(Stored data entries)

· · · · ·

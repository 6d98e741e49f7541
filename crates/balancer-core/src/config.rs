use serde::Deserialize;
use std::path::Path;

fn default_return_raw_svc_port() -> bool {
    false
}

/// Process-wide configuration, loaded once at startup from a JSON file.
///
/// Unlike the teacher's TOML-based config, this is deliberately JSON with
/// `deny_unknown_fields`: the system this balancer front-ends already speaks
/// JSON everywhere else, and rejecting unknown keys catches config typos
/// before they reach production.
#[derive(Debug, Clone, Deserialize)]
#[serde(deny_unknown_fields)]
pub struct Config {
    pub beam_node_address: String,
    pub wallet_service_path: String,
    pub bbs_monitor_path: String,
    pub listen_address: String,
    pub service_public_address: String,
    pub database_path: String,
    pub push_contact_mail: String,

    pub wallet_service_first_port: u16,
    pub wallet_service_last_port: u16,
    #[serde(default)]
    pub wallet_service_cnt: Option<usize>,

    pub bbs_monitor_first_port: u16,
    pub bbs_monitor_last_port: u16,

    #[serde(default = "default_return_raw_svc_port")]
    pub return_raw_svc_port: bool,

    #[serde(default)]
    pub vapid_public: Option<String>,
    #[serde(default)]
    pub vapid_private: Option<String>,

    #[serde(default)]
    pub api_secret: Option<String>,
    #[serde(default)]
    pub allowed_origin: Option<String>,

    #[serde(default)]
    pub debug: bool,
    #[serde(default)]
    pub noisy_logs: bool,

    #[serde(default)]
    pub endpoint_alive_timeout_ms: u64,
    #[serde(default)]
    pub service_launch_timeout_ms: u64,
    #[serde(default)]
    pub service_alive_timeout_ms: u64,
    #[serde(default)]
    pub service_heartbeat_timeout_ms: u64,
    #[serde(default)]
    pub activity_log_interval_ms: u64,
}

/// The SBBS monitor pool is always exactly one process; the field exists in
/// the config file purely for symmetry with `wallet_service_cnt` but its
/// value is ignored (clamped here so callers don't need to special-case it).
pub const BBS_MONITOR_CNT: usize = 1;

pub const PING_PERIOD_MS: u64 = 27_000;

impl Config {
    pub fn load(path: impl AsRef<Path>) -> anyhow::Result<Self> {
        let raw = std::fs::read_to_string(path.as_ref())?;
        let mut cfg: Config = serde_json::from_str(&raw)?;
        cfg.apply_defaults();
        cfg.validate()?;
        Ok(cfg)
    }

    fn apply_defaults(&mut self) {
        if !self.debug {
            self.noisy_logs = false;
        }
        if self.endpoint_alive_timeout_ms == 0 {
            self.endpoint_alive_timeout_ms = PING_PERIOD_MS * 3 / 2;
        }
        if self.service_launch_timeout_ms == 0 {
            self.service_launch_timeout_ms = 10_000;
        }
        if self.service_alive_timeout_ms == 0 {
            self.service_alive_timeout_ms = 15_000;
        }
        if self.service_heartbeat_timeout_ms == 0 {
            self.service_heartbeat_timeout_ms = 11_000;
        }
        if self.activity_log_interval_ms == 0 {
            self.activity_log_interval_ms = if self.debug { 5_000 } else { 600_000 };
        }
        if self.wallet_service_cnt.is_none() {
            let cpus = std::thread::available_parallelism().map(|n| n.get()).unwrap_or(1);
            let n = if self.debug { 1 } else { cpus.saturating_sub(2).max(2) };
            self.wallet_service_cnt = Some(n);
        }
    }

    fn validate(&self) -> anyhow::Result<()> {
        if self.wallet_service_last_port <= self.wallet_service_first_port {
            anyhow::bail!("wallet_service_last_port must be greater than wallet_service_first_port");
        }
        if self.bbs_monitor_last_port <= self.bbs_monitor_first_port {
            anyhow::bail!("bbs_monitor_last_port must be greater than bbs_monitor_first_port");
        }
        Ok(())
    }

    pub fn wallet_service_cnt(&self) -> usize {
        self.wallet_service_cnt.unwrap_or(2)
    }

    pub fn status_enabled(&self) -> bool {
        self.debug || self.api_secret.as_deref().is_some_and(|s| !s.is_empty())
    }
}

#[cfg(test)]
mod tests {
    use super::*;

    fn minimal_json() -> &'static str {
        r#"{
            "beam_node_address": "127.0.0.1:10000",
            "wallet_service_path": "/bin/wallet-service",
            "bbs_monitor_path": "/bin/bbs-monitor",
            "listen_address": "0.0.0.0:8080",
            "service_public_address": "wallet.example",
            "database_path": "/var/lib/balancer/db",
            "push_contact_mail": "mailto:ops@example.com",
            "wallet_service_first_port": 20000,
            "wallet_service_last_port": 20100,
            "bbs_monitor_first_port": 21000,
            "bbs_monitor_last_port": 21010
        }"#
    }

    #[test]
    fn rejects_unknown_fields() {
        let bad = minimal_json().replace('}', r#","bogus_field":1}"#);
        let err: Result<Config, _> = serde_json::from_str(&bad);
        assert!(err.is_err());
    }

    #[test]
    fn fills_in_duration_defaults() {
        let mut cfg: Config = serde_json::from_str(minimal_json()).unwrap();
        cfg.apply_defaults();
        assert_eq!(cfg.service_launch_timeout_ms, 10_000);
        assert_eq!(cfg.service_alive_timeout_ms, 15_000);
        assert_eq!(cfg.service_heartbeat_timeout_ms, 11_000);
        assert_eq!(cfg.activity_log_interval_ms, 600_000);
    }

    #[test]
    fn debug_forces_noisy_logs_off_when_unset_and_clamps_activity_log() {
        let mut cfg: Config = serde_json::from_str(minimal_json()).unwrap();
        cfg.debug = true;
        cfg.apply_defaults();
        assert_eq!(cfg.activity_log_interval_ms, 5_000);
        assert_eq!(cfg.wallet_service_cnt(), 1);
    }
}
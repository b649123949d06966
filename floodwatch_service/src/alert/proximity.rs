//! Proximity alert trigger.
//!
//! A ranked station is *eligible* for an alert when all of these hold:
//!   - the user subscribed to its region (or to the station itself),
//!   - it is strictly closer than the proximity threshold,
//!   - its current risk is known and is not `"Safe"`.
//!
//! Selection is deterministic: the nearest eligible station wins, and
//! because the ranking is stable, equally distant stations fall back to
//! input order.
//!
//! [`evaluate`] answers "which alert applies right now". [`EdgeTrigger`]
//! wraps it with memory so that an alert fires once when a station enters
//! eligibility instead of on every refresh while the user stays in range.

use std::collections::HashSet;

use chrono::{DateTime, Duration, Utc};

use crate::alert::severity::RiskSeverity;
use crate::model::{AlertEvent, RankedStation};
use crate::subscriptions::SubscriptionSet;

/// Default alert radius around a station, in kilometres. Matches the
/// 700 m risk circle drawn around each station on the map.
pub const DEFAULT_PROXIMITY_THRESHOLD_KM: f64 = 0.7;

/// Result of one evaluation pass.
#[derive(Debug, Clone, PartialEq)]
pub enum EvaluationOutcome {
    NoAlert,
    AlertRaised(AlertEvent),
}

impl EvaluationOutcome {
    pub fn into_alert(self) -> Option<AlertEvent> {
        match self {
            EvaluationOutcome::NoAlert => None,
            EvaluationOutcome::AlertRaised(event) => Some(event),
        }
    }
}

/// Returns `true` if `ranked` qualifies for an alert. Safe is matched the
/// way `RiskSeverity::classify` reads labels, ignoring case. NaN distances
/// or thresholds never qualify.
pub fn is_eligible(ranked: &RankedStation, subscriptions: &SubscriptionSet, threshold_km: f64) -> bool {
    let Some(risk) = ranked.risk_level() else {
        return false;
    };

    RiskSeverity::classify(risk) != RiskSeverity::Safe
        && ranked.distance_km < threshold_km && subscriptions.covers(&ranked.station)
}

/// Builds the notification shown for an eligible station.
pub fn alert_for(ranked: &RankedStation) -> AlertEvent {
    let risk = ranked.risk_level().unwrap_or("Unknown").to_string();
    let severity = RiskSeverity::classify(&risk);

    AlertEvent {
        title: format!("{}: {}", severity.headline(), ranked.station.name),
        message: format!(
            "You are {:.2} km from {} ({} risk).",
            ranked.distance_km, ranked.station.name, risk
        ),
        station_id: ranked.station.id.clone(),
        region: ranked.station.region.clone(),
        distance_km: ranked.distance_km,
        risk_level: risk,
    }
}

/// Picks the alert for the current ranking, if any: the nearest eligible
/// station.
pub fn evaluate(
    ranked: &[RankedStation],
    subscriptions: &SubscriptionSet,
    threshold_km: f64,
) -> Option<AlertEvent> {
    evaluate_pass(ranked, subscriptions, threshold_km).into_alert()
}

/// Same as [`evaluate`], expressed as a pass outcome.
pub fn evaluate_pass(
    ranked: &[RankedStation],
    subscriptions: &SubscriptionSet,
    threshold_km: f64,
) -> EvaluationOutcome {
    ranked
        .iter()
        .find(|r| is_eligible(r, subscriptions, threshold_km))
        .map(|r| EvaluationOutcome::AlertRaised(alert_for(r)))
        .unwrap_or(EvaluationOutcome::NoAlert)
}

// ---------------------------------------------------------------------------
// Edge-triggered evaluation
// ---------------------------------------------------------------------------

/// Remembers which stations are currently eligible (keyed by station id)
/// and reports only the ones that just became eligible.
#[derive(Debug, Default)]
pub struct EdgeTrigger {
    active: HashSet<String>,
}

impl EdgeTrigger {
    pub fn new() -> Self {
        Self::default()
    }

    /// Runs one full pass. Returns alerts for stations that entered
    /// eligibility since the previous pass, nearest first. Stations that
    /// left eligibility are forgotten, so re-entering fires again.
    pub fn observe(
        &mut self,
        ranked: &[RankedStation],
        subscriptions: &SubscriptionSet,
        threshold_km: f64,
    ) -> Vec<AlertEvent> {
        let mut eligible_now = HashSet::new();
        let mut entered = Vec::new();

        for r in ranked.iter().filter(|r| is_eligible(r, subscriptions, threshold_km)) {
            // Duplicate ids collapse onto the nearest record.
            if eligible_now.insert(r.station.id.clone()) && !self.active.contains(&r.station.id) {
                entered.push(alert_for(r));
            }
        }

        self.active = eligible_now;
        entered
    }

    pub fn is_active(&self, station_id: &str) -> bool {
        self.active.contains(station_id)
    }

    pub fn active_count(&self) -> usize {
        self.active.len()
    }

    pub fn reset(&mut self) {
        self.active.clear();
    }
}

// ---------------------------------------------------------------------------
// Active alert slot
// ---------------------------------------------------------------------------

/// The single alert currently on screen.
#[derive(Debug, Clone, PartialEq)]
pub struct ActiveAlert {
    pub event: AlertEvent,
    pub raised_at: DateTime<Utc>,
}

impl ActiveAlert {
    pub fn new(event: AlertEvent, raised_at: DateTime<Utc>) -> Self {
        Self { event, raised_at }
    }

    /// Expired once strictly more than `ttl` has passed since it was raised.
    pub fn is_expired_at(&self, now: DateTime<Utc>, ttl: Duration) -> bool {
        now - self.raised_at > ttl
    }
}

· · · · ·

-- Work task --
Give the number of lines in the entries above that contain the word "entered", with no accompanying text.

-- Expected output --
4